Figure 5. Potential bolt-bound situation due to tight clearances between bolt, feet and base |
Step 6
Reinstall the pump and the motor on the baseplate. Rough align the equipment again, using a reverse indicator, laser alignment or similarly accurate technique. It should now be easy to fine-tune the motor movement within the allowable alignment target without becoming bolt bound. This is possible because of completion of the rough alignment during Step 4. Note: Never install shims under the pump feet. If the shims are lost or misplaced then alteration to the piping may be required to get the pump within the required alignment specification. The normal procedure is to place 0.125-inch (3.2-millimeter) thick shims under the motor feet. This allows for adjustments that will be required during final alignment.
Step 7
Make up the final spool pieces for the suction and discharge spaces. Bring the piping to the pump now.
Step 8
As a final alignment step, bring the piping to the equipment. Take final measurements, and tack weld the spools in place. At this time, the spools can be removed and taken back to the hot work permit area to finalize the weld. Leave a square and parallel gap between the flange faces. The gap should be wide enough to accommodate the size of the gasket required, plus 1/16 to 1/8 inch, depending on the piping sizing. This is the only distance through which the piping will be pulled. However, because it is properly anchored before the spool pieces, this length is short, and stresses are minimized. Finally, align the equipment, considering hot and cold operating conditions, using two indicators on the pump shaft coupling area.
Step 9
As the piping is tightened into place, the shaft must not be moved more than 0.002 inch (0.005 millimeter). Otherwise, modify the spool pieces until the piping misalignment is fixed. Several conditions are common when piping is misaligned. Some of these conditions are the mechanical seal and/or the bearings running hot and other component failures. A quick analysis of the failed parts will clearly show the signs of piping misalignment. To make a final confirmation of the symptoms, unbolt the piping while measuring the movement in the vertical and horizontal plane. Again, piping that moves more than 0.002 inch (0.005 millimeter) must be modified to correct the situation.
Step 10
Place an indicator in the horizontal and vertical planes, using the motor and pump coupling.
Uncouple the pump and motor, while watching the indicators for movement. Start unbolting the flanges, and continue watching for movement in the indicators. If the needle jumps more than 0.002 inch (0.005 millimeter) the piping has to be modified to improve the pump’s performance.
References
1. AlChE Equipment Testing Procedure for Centrifugal Pumps (Newtonian Liquids), 2nd Edition, AlChE, New York, 1984.
2. AlChE Equipment Testing Procedure for Rotary Positive Displacement Pumps (Newtonian Liquids), Second printing, New York, N.Y., 1968.
3. AlChE Equipment Testing Procedure, New York, N.Y., 1999.
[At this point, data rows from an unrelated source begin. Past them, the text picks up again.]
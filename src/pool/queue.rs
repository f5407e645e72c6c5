//! The FIFO work queue.
//!
//! Grounded on `sqlx-core/src/pool/queue.rs`'s `ConnectionQueue` for the
//! "FIFO of waiters" shape, simplified from a lock-free `SegQueue` to a plain
//! `VecDeque` — this queue is only ever touched from the single actor task
//! that owns the rest of the pool state, so there is no cross-thread
//! contention to design around.

use std::collections::VecDeque;

use tokio::sync::oneshot;

use crate::backend::{Backend, QueryResult, Row};
use crate::client::ClientHandle;
use crate::error::Result;

/// One request waiting for a `Client` to become available. A transaction
/// request carries no SQL of its own, hence the separate `Begin` variant.
pub(crate) enum PendingRequest<B: Backend> {
    Query {
        qs: String,
        reply: oneshot::Sender<Result<QueryResult<Row<B>>>>,
    },
    Begin {
        reply: oneshot::Sender<Result<ClientHandle<B>>>,
    },
}

#[derive(Default)]
pub(crate) struct WorkQueue<B: Backend> {
    items: VecDeque<PendingRequest<B>>,
}

impl<B: Backend> WorkQueue<B> {
    pub(crate) fn new() -> Self {
        Self {
            items: VecDeque::new(),
        }
    }

    pub(crate) fn is_empty(&self) -> bool {
        self.items.is_empty()
    }

    pub(crate) fn push_back(&mut self, item: PendingRequest<B>) {
        self.items.push_back(item);
    }

    pub(crate) fn pop_front(&mut self) -> Option<PendingRequest<B>> {
        self.items.pop_front()
    }

    /// Drains every still-queued request, in FIFO order, for the terminal
    /// failure-budget and shutdown-with-leftover-queue paths.
    pub(crate) fn drain(&mut self) -> impl Iterator<Item = PendingRequest<B>> {
        std::mem::take(&mut self.items).into_iter()
    }
}

#[cfg(test)]
mod tests {
    use super::*;

    #[test]
    fn fifo_order() {
        let mut queue: WorkQueue<crate::testing::MockBackend> = WorkQueue::new();
        let (tx1, _rx1) = oneshot::channel();
        let (tx2, _rx2) = oneshot::channel();
        queue.push_back(PendingRequest::Query {
            qs: "A".into(),
            reply: tx1,
        });
        queue.push_back(PendingRequest::Query {
            qs: "B".into(),
            reply: tx2,
        });

        let first = queue.pop_front().unwrap();
        match first {
            PendingRequest::Query { qs, .. } => assert_eq!(qs, "A"),
            PendingRequest::Begin { .. } => panic!("expected Query"),
        }
    }
}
4. API 610 Standard for Centrifugal Pumps, 8th Edition, American Petroleum Institute, Washington, D.C., August 1995.
5. API 676 Standard for Rotary Pumps, 2nd Edition, American Petroleum Institute, Washington, D.C., December 1994.
6. Nelik, L., Centrifugal and Rotary Pumps: Fundamentals with Applications, CRC Press, Boca Raton, Fla., March 1999.
7. Pump Standards, Hydraulic Institute, ANSI/HI 1.1 1.5 1994, Parsippany, N.J., 1994.
8. Rizo, L., Nelik, L., “Piping-to-Pump Alignment,” Pumps & Systems, April 1999.